[Exercise material — start]
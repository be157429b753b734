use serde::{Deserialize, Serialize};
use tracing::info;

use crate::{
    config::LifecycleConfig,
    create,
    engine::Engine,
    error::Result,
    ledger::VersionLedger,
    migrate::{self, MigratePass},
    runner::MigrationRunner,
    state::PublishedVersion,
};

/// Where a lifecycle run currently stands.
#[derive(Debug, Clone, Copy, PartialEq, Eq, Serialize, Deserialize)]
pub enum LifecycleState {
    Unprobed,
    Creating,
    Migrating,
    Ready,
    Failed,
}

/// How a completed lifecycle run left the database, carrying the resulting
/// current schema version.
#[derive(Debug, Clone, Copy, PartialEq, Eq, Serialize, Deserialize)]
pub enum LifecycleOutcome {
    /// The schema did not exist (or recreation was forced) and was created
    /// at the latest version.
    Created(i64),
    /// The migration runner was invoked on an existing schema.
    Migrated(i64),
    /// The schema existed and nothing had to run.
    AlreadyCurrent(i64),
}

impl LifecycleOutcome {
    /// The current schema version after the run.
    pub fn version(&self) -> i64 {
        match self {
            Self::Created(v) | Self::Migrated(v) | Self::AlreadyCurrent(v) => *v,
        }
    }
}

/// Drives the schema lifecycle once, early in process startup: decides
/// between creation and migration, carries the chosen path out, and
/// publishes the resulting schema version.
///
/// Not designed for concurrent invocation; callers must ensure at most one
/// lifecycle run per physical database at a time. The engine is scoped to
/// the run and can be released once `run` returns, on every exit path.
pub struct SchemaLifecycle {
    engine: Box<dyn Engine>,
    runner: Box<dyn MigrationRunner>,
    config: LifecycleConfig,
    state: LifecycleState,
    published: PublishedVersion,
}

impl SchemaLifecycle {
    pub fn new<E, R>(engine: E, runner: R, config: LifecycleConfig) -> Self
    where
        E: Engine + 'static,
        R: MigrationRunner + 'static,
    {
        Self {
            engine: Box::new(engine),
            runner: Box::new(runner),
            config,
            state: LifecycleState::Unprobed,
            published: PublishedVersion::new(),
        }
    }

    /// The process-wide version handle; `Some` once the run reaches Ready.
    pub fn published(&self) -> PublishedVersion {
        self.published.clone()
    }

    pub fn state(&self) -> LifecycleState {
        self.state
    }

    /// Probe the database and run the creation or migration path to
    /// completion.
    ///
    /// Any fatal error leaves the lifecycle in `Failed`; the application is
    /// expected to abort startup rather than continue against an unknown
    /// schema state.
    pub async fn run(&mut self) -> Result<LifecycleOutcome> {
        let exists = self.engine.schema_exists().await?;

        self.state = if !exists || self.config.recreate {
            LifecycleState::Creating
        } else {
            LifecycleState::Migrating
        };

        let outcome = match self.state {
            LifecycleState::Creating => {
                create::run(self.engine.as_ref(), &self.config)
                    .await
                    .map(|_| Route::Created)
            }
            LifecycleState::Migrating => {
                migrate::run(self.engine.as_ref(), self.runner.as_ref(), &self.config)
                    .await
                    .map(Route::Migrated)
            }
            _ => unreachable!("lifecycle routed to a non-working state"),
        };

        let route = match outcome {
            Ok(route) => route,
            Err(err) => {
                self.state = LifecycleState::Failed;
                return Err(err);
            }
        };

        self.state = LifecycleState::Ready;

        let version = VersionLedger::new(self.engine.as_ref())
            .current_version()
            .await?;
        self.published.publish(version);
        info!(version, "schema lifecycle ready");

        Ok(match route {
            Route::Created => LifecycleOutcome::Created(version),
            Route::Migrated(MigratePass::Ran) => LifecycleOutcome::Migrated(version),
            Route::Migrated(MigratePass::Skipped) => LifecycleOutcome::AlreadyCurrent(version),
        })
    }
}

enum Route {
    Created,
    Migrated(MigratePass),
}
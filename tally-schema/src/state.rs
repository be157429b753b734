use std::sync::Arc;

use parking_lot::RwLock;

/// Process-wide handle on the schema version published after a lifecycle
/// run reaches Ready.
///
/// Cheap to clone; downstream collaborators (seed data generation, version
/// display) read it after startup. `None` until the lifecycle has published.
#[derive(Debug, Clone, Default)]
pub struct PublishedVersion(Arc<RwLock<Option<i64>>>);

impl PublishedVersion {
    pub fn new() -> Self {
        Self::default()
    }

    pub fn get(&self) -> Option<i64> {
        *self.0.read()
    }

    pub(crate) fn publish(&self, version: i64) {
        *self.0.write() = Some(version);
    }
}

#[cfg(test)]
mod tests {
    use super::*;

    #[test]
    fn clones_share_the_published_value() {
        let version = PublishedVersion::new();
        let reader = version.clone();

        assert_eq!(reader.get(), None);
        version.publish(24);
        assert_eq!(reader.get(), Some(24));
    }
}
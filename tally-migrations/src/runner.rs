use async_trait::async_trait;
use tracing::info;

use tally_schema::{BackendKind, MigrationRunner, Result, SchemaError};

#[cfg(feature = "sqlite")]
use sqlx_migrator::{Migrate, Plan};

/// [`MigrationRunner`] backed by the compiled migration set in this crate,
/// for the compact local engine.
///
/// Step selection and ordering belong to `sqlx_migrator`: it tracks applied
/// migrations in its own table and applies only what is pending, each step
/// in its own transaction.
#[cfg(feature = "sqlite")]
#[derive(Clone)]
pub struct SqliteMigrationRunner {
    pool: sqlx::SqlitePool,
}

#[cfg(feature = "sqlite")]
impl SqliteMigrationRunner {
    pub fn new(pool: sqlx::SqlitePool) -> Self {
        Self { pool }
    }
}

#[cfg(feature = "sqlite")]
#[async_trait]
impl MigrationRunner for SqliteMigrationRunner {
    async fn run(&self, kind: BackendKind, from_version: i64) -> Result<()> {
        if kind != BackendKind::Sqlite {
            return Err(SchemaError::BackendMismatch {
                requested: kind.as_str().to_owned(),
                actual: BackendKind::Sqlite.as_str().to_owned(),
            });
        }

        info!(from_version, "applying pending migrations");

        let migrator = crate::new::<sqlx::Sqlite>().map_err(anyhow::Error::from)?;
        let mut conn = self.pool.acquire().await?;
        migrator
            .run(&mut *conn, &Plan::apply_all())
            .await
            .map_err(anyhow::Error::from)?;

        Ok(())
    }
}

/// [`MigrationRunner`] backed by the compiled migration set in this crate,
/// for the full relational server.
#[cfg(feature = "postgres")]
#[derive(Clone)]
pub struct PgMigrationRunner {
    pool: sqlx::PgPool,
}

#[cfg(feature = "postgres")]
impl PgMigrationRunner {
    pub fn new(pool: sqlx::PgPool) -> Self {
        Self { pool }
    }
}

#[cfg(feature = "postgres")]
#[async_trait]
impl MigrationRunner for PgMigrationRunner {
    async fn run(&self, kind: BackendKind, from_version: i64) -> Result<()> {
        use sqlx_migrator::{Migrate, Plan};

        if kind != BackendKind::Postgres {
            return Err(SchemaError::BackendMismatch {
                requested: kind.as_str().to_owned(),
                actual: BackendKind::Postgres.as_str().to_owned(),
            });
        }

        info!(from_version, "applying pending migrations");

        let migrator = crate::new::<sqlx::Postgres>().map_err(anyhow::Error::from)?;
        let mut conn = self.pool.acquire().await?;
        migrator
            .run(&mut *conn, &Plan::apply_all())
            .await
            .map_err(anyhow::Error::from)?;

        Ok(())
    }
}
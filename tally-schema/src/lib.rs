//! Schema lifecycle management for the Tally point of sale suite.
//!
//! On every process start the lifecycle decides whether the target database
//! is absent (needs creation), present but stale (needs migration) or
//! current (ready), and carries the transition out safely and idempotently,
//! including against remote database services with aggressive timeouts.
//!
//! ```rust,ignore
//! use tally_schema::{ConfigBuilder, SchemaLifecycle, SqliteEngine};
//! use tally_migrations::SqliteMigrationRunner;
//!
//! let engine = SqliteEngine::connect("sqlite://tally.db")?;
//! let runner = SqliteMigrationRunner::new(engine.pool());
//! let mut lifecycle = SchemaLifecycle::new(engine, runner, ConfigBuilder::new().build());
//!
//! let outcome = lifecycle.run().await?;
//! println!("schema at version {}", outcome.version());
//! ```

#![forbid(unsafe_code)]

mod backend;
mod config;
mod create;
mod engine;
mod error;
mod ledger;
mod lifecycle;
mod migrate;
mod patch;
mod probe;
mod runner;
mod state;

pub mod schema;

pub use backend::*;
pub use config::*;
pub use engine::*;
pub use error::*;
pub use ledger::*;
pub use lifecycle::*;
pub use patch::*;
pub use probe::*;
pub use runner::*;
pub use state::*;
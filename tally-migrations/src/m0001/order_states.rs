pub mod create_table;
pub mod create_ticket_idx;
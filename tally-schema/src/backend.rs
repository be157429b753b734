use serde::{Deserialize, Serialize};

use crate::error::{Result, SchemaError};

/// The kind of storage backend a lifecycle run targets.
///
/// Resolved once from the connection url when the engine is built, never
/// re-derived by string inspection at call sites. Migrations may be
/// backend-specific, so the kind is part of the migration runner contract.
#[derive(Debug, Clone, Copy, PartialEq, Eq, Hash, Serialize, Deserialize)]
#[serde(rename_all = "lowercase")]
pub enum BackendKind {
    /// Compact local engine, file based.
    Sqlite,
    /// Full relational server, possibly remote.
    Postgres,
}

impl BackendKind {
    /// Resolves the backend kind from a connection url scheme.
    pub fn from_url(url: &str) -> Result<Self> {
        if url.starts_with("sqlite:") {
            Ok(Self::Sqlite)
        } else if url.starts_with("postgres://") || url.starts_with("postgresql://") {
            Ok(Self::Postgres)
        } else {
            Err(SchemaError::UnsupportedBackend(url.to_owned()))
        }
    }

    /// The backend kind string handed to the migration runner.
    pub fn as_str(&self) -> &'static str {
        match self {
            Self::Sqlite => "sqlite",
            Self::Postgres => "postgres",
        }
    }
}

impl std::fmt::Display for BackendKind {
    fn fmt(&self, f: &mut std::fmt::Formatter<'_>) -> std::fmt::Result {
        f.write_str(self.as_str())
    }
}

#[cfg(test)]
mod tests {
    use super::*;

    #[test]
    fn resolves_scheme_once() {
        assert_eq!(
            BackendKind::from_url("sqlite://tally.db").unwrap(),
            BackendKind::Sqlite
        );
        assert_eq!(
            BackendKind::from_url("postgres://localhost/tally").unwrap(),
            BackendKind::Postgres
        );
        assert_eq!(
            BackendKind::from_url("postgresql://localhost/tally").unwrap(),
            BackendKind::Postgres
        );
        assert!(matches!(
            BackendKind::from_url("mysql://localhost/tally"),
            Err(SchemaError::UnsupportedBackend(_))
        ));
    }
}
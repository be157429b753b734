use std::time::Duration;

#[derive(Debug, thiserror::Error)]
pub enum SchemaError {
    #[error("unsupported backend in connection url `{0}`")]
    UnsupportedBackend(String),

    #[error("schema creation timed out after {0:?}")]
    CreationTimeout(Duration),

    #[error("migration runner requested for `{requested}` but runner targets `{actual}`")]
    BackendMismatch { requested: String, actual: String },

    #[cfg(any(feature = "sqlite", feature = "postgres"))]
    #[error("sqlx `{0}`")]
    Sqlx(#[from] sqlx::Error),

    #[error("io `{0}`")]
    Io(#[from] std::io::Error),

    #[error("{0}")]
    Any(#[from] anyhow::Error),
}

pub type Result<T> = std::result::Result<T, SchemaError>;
[Exercise material — finish]
[Exercise material — start]
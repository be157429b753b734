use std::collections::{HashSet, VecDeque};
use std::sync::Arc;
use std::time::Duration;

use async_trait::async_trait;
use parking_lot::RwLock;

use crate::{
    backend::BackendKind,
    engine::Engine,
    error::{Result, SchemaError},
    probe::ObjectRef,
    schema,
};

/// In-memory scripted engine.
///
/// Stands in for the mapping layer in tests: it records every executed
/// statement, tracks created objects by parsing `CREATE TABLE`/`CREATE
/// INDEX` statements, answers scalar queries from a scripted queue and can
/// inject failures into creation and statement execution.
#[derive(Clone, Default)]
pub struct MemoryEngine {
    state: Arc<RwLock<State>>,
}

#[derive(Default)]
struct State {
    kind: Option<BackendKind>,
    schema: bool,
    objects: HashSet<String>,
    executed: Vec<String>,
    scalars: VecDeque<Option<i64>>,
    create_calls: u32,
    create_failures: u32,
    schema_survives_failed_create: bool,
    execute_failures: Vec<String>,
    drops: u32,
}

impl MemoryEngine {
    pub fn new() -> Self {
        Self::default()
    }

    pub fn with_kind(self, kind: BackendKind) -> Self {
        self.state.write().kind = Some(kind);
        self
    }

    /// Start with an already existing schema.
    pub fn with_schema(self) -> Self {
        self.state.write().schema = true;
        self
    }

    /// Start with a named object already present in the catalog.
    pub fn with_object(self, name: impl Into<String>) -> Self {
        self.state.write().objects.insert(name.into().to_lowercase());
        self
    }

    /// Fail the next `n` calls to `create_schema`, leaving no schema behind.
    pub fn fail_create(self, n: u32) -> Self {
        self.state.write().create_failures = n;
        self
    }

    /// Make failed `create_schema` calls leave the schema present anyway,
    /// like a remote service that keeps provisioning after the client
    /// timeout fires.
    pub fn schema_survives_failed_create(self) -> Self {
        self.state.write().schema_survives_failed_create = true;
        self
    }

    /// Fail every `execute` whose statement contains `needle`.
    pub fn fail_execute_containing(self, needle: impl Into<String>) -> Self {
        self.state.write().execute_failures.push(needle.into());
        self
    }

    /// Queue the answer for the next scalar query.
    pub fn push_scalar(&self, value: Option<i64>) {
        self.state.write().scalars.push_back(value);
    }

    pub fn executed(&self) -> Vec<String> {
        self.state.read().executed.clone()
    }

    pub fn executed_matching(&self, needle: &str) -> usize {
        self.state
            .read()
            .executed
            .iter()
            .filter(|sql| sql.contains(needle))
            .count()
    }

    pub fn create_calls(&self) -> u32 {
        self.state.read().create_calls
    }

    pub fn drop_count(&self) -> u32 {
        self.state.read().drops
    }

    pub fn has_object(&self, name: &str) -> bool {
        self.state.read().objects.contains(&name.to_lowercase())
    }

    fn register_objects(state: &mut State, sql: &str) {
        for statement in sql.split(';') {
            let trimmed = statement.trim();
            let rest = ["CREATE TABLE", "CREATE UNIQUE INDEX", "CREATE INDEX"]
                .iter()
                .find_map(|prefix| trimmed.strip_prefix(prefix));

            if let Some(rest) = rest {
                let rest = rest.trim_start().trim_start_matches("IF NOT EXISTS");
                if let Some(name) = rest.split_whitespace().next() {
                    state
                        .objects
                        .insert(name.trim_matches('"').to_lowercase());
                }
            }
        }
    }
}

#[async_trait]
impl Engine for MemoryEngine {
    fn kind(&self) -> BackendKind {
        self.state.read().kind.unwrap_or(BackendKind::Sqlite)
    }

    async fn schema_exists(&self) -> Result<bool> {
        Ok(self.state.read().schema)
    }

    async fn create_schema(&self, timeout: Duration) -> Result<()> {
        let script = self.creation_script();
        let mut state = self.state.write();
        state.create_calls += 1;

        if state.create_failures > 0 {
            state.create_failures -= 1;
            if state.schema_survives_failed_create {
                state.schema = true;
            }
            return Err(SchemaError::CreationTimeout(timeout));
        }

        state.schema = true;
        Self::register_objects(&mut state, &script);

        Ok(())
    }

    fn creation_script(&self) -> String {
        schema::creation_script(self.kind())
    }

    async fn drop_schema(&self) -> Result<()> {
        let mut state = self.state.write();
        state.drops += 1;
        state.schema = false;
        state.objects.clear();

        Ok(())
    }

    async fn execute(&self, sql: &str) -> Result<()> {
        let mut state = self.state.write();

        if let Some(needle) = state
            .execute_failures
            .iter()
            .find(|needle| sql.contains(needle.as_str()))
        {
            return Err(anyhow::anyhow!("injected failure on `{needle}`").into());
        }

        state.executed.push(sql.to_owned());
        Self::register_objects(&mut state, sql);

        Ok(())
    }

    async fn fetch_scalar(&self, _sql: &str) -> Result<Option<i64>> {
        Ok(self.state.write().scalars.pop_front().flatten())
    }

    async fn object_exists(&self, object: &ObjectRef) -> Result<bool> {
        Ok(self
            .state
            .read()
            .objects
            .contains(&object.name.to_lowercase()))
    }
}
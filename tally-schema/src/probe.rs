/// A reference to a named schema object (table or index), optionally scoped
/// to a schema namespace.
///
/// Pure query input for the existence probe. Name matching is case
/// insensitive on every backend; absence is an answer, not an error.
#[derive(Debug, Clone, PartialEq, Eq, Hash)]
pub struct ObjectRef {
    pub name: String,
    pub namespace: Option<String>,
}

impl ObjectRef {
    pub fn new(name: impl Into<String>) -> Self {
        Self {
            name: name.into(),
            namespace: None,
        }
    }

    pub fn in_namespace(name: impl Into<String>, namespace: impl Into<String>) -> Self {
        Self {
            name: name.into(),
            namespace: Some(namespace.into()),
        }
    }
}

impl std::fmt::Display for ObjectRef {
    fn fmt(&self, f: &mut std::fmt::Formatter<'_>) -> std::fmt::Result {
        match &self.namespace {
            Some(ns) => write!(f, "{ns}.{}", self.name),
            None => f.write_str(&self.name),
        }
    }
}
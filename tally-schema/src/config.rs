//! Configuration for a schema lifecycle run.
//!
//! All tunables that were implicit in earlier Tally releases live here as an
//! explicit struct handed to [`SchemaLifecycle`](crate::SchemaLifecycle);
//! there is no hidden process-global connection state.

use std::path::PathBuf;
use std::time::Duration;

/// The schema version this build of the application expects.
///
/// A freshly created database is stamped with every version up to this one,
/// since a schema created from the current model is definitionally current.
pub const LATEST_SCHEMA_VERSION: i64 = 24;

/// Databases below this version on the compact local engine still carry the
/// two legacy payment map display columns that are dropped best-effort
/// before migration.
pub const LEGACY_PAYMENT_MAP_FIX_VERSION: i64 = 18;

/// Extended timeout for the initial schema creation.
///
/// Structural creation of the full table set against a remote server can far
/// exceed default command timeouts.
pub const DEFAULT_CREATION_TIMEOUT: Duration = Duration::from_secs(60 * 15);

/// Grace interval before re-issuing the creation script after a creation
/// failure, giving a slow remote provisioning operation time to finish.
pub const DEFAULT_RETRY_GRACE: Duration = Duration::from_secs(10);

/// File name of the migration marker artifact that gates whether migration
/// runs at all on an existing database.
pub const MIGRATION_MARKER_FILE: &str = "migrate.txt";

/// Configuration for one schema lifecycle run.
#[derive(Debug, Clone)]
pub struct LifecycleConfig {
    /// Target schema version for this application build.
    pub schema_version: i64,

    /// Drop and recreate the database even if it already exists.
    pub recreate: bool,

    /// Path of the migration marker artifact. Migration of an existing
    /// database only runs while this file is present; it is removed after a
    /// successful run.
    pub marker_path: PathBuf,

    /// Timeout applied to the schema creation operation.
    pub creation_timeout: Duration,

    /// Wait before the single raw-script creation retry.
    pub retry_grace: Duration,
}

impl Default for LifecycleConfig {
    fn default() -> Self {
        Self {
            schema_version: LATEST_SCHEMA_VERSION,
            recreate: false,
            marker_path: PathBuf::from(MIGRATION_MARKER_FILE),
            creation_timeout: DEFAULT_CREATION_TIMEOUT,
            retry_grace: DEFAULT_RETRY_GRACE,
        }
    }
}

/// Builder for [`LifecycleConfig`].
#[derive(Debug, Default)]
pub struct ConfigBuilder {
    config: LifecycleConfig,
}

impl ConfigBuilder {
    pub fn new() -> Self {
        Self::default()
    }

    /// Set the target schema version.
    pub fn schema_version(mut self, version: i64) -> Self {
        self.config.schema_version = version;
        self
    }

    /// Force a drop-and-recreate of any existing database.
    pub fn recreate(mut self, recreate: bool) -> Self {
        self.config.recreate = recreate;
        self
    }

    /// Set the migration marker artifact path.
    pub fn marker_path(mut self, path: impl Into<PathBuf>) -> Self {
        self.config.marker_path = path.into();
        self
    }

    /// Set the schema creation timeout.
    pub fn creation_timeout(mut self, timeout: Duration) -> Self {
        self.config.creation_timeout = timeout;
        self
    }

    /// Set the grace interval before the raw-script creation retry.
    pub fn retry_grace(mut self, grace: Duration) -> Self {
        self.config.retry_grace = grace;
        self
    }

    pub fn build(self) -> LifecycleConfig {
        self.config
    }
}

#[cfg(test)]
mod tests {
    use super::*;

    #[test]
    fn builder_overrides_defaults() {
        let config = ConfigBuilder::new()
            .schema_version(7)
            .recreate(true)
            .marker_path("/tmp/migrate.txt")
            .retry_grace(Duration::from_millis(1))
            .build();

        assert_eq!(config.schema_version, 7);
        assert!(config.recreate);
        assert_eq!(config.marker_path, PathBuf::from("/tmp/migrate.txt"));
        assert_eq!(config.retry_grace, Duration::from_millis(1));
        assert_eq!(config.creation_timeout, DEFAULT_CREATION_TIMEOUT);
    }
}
[Exercise material — finish]
**Work required**
In the records above, some lines may contain the word "true"; copy every one of them.

**Answer to the problem**
        self.state.write().schema = true;
        self.state.write().schema_survives_failed_create = true;
                state.schema = true;
        state.schema = true;
            .recreate(true)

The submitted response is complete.